Николай Иванович то и дело поглядывал на начальника заставы, на его помолодевшее лицо, слушал и думал, как здорово ему повезло, что он попал именно на эту заставу, к этому человеку. Больше всего он боялся встретить на границе какого-либо сухаря, службиста.
...Застава ожила как-то мгновенно. Только что было тихо, а сейчас доносился из казармы дробный и громкий стук обутых в сапоги ног, голоса, и через минуту на спортивную площадку выбежали оголенные до пояса солдаты, и тот самый сержант, который привез Николая Ивановича, стал проводить с ними утреннюю зарядку. Завидя приближающегося начальника заставы, он все с той же лихостью вытянулся перед ним. Подполковник сказал: «Продолжайте!» и вместе с Николаем Ивановичем вернулся в казарму, в комнату с табличкой «Канцелярия».

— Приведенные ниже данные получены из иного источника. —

//! The scanner: owner of one parsed synctex file.
//!
//! Created from an output-file path (the parser locates the companion
//! `.synctex`/`.synctex.gz`), or from in-memory bytes for tests and
//! fuzzing. Owns the node tree, the input table and the query cursor;
//! everything is released together on drop. Queries never mutate the
//! tree, only the cursor, so a caller re-checks `is_stale` and rebuilds
//! a fresh scanner when the file changes on disk.

use std::fs;
use std::io::Read;
use std::path::{Path, PathBuf};
use std::time::SystemTime;

use flate2::read::GzDecoder;

use crate::build::{self, Postamble, Preamble};
use crate::error::{Diagnostic, Error, Result};
use crate::input::InputTable;
use crate::node::{NodeId, NodeRef, Tree};
use crate::num;
use crate::query::{self, ContextHint, QueryState, WordHint};

pub struct Scanner {
    synctex_path: PathBuf,
    output_path: PathBuf,
    loaded_mtime: Option<SystemTime>,
    preamble: Preamble,
    tree: Tree,
    inputs: InputTable,
    postamble: Option<Postamble>,
    diagnostics: Vec<Diagnostic>,
    partial: bool,
    state: QueryState,
}

/// The synchronization candidates for `base`: plain and gzip flavors,
/// next to the output and under the directory hint.
fn candidates(output: &Path, directory: Option<&Path>, accept_compressed: bool) -> Vec<PathBuf> {
    let mut paths = vec![output.with_extension("synctex")];
    if accept_compressed {
        paths.push(output.with_extension("synctex.gz"));
    }
    if let Some(directory) = directory {
        for candidate in paths.clone() {
            if let Some(name) = candidate.file_name() {
                paths.push(directory.join(name));
            }
        }
    }
    paths
}

fn modified(path: &Path) -> Option<SystemTime> {
    fs::metadata(path).ok().and_then(|m| m.modified().ok())
}

/// Reads and, for `.gz` candidates, transparently decompresses a file.
fn read_decoded(path: &Path) -> Result<String> {
    let raw = fs::read(path)?;
    if path.extension().is_some_and(|e| e == "gz") {
        let mut decoder = GzDecoder::new(raw.as_slice());
        let mut decoded = String::new();
        decoder.read_to_string(&mut decoded)?;
        Ok(decoded)
    } else {
        Ok(String::from_utf8_lossy(&raw).into_owned())
    }
}

impl Scanner {
    /// Opens the most recently modified synctex candidate for `output`.
    ///
    /// `directory` is the build-directory hint for out-of-tree builds;
    /// `accept_compressed` admits the `.gz` candidates. Fails with
    /// [`Error::NotFound`] when no candidate is readable and
    /// [`Error::Unsupported`] on a foreign format version.
    pub fn new_with_output_file(
        output: impl AsRef<Path>,
        directory: Option<&Path>,
        accept_compressed: bool,
    ) -> Result<Self> {
        let output = output.as_ref();
        let chosen = candidates(output, directory, accept_compressed)
            .into_iter()
            .filter_map(|path| modified(&path).map(|mtime| (path, mtime)))
            .max_by_key(|(_, mtime)| *mtime);
        let Some((path, mtime)) = chosen else {
            return Err(Error::NotFound {
                output: output.display().to_string(),
            });
        };
        log::debug!("loading synctex data from {}", path.display());
        let decoded = read_decoded(&path)?;
        let mut scanner = Self::parse_str(&decoded)?;
        scanner.synctex_path = path;
        scanner.output_path = output.to_path_buf();
        scanner.loaded_mtime = Some(mtime);
        Ok(scanner)
    }

    /// Builds a scanner from raw bytes, sniffing the gzip magic. Entry
    /// point for tests and the fuzz target.
    pub fn parse_bytes(bytes: &[u8]) -> Result<Self> {
        if bytes.starts_with(&[0x1f, 0x8b]) {
            let mut decoder = GzDecoder::new(bytes);
            let mut decoded = String::new();
            decoder.read_to_string(&mut decoded)?;
            Self::parse_str(&decoded)
        } else {
            Self::parse_str(&String::from_utf8_lossy(bytes))
        }
    }

    /// Builds a scanner from an already decoded stream.
    pub fn parse_str(input: &str) -> Result<Self> {
        let mut outcome = build::parse(input, num::int_policy())?;
        crate::geometry::resolve(&mut outcome.tree, &outcome.preamble, &outcome.sheet_overrides);
        Ok(Self {
            synctex_path: PathBuf::new(),
            output_path: PathBuf::new(),
            loaded_mtime: None,
            preamble: outcome.preamble,
            tree: outcome.tree,
            inputs: outcome.inputs,
            postamble: outcome.postamble,
            diagnostics: outcome.diagnostics,
            partial: outcome.partial,
            state: QueryState::Idle,
        })
    }

    /// Forward query: source `name`/`line`/`column` to output nodes.
    ///
    /// `column` 0 means unspecified; a nonzero `page_hint` promotes that
    /// page's results. Returns whether at least one node matched.
    pub fn display_query(&mut self, name: &str, line: i32, column: i32, page_hint: i32) -> bool {
        self.display_query_inner(name, line, column, page_hint, None)
    }

    /// Forward query with content-hint disambiguation.
    pub fn display_query_with_hint(
        &mut self,
        name: &str,
        line: i32,
        column: i32,
        page_hint: i32,
        hint: &WordHint,
    ) -> bool {
        self.display_query_inner(name, line, column, page_hint, Some(hint))
    }

    fn display_query_inner(
        &mut self,
        name: &str,
        line: i32,
        column: i32,
        page_hint: i32,
        hint: Option<&WordHint>,
    ) -> bool {
        let results = match self.inputs.tag_for_name(name) {
            Some(tag) => query::display_results(&self.tree, tag, line, column, page_hint, hint),
            None => {
                log::debug!("input {name:?} not in the input table");
                Vec::new()
            }
        };
        self.ready(results)
    }

    /// Backward query: output `page`/`x`/`y` to source nodes. Returns
    /// whether at least one node contains the point.
    pub fn edit_query(&mut self, page: i32, x: f32, y: f32) -> bool {
        self.ready(query::edit_results(&self.tree, page, x, y, None))
    }

    /// Backward query with context-hint disambiguation.
    pub fn edit_query_with_hint(&mut self, page: i32, x: f32, y: f32, hint: &ContextHint) -> bool {
        self.ready(query::edit_results(&self.tree, page, x, y, Some(hint)))
    }

    fn ready(&mut self, results: Vec<NodeId>) -> bool {
        self.state = if results.is_empty() {
            QueryState::Exhausted
        } else {
            QueryState::ResultsReady { results, cursor: 0 }
        };
        matches!(self.state, QueryState::ResultsReady { .. })
    }

    /// Hands out the next ranked result, `None` once exhausted. Calling
    /// before any query or after exhaustion is a no-op. Resolve the id
    /// through [`Scanner::node`] for the accessor view.
    pub fn next_result(&mut self) -> Option<NodeId> {
        match &mut self.state {
            QueryState::Idle | QueryState::Exhausted => None,
            QueryState::ResultsReady { results, cursor } => {
                if *cursor < results.len() {
                    let id = results[*cursor];
                    *cursor += 1;
                    Some(id)
                } else {
                    self.state = QueryState::Exhausted;
                    None
                }
            }
        }
    }

    /// Path of the source file behind `tag`.
    pub fn get_name(&self, tag: i32) -> Option<&str> {
        self.inputs.get(tag)
    }

    pub fn tag_for_name(&self, name: &str) -> Option<i32> {
        self.inputs.tag_for_name(name)
    }

    pub fn inputs(&self) -> &InputTable {
        &self.inputs
    }

    pub fn tree(&self) -> &Tree {
        &self.tree
    }

    pub fn node(&self, id: NodeId) -> NodeRef<'_> {
        NodeRef::new(&self.tree, id)
    }

    pub fn synctex_path(&self) -> &Path {
        &self.synctex_path
    }

    pub fn output_path(&self) -> &Path {
        &self.output_path
    }

    pub fn version(&self) -> i32 {
        self.preamble.version
    }

    pub fn magnification(&self) -> i32 {
        self.preamble.magnification
    }

    pub fn unit(&self) -> i32 {
        self.preamble.unit
    }

    pub fn x_offset(&self) -> i32 {
        self.preamble.x_offset
    }

    pub fn y_offset(&self) -> i32 {
        self.preamble.y_offset
    }

    /// The stream ended mid-sheet or without a postamble.
    pub fn is_partial(&self) -> bool {
        self.partial
    }

    pub fn diagnostics(&self) -> &[Diagnostic] {
        &self.diagnostics
    }

    pub fn postamble(&self) -> Option<&Postamble> {
        self.postamble.as_ref()
    }

    /// Pages with a parsed sheet, ascending.
    pub fn sheet_pages(&self) -> Vec<i32> {
        self.tree
            .sheets()
            .iter()
            .map(|id| self.tree.node(*id).page)
            .collect()
    }

    /// Whether the backing file changed since this scanner was built.
    /// The caller then drops this instance and opens a new one; state
    /// is replaced, never patched in place.
    pub fn is_stale(&self) -> bool {
        match (self.loaded_mtime, modified(&self.synctex_path)) {
            (Some(loaded), Some(current)) => current > loaded,
            _ => false,
        }
    }
}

— Садитесь, — начальник заставы показал на стул. — Сейчас отправлю наряд и снова буду в вашем распоряжении.
Он уселся за письменный стол и стал просматривать толстую конторскую книгу. Николай Иванович молчал, чтобы не мешать, и невольно прислушивался к голосам, доносившимся через неплотно закрытые двери.
«Мухамедов! Заправиться как следует!.. Трубку взяли?.. Покажите индивидуальный пакет...»
Начальник заставы отложил книгу, вынул из тумбочки письменного стола щетку и обтер ею сапоги. В этот момент в дверь постучали, и в канцелярию вошел сержант с красной повязкой на рукаве.
— Товарищ подполковник, наряд построен...
— Хорошо. Сейчас иду.
— Мне надо выйти? — спросил Николай Иванович, поспешно вскакивая со стула.
— Зачем же? Можете оставаться.
Начальник заставы отсутствовал недолго, а Николай Иванович все это время напряженно сидел на одном месте в одной и той же позе. В поле его зрения был письменный стол, сейф и портрет Дзержинского на гладкой белой стене.
— Ну вот, теперь у нас есть немного свободного времени, — весело сказал начальник заставы, воротись. — Сейчас разбужу заместителя, а мы с вами пойдем на границу. Небось, хочется посмотреть на пограничный столб? — он улыбнулся.
— Еще как хочется! — ответил Николай Иванович и тоже улыбнулся.
Пальто и чемодан он оставил в комнате для приезжих и теперь шел налегке, даже без шапки. Тесно прижавшись к земле цвели маленькие желтые цветы. Дул теплый ветер. Не верилось, что на календаре январь, в Москве стоят рождественские морозы и скрипит под ногами снег.
Тропа, по которой они шли, была тверда как камень. Шелестели на ветру высокие сухие стебли каких-то растений, напоминавшие неубранную кукурузу. Вдалеке на пологом, рыжем от выгоревшей прошлогодней травы склоне привольно стояли приземистые раскидистые деревья, напоминавшие огромные кусты.